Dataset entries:
▬▬▬▬▬▬
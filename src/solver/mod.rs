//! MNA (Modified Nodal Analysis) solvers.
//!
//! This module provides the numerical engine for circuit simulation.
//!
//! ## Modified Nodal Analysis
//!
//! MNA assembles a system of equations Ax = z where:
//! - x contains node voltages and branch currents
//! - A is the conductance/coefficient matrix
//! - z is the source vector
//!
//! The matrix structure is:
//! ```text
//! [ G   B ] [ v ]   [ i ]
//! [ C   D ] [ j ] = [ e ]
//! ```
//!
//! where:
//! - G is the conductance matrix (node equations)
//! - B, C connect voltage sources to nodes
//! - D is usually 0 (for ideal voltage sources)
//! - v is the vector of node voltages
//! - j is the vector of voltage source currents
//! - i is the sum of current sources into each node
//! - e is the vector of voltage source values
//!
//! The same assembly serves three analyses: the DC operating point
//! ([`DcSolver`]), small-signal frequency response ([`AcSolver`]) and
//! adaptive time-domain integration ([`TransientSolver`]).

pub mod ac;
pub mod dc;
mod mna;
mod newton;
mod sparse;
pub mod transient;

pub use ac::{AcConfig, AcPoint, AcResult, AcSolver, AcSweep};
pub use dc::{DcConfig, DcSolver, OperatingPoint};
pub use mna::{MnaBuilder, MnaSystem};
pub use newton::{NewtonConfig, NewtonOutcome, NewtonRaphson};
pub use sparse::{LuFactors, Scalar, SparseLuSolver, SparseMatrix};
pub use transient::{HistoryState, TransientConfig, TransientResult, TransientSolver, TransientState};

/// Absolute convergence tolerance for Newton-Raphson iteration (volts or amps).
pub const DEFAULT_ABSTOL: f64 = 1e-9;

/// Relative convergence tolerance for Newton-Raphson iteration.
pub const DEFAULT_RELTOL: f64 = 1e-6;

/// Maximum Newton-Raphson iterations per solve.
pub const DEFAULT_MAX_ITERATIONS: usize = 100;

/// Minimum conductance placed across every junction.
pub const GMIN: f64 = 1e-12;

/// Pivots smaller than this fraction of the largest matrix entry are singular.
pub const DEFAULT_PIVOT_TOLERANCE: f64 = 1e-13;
▬▬▬▬▬▬
YOUR GOAL: Every entry needs to be copied again, word for word.

TASK RESPONSE:
filename src/solver/mod.rs
//! MNA (Modified Nodal Analysis) solvers.
//!
//! This module provides the numerical engine for circuit simulation.
//!
//! ## Modified Nodal Analysis
//!
//! MNA assembles a system of equations Ax = z where:
//! - x contains node voltages and branch currents
//! - A is the conductance/coefficient matrix
//! - z is the source vector
//!
//! The matrix structure is:
//! ```text
//! [ G   B ] [ v ]   [ i ]
//! [ C   D ] [ j ] = [ e ]
//! ```
//!
//! where:
//! - G is the conductance matrix (node equations)
//! - B, C connect voltage sources to nodes
//! - D is usually 0 (for ideal voltage sources)
//! - v is the vector of node voltages
//! - j is the vector of voltage source currents
//! - i is the sum of current sources into each node
//! - e is the vector of voltage source values
//!
//! The same assembly serves three analyses: the DC operating point
//! ([`DcSolver`]), small-signal frequency response ([`AcSolver`]) and
//! adaptive time-domain integration ([`TransientSolver`]).

pub mod ac;
pub mod dc;
mod mna;
mod newton;
mod sparse;
pub mod transient;

pub use ac::{AcConfig, AcPoint, AcResult, AcSolver, AcSweep};
pub use dc::{DcConfig, DcSolver, OperatingPoint};
pub use mna::{MnaBuilder, MnaSystem};
pub use newton::{NewtonConfig, NewtonOutcome, NewtonRaphson};
pub use sparse::{LuFactors, Scalar, SparseLuSolver, SparseMatrix};
pub use transient::{HistoryState, TransientConfig, TransientResult, TransientSolver, TransientState};

/// Absolute convergence tolerance for Newton-Raphson iteration (volts or amps).
pub const DEFAULT_ABSTOL: f64 = 1e-9;

/// Relative convergence tolerance for Newton-Raphson iteration.
pub const DEFAULT_RELTOL: f64 = 1e-6;

/// Maximum Newton-Raphson iterations per solve.
pub const DEFAULT_MAX_ITERATIONS: usize = 100;

/// Minimum conductance placed across every junction.
pub const GMIN: f64 = 1e-12;

/// Pivots smaller than this fraction of the largest matrix entry are singular.
pub const DEFAULT_PIVOT_TOLERANCE: f64 = 1e-13;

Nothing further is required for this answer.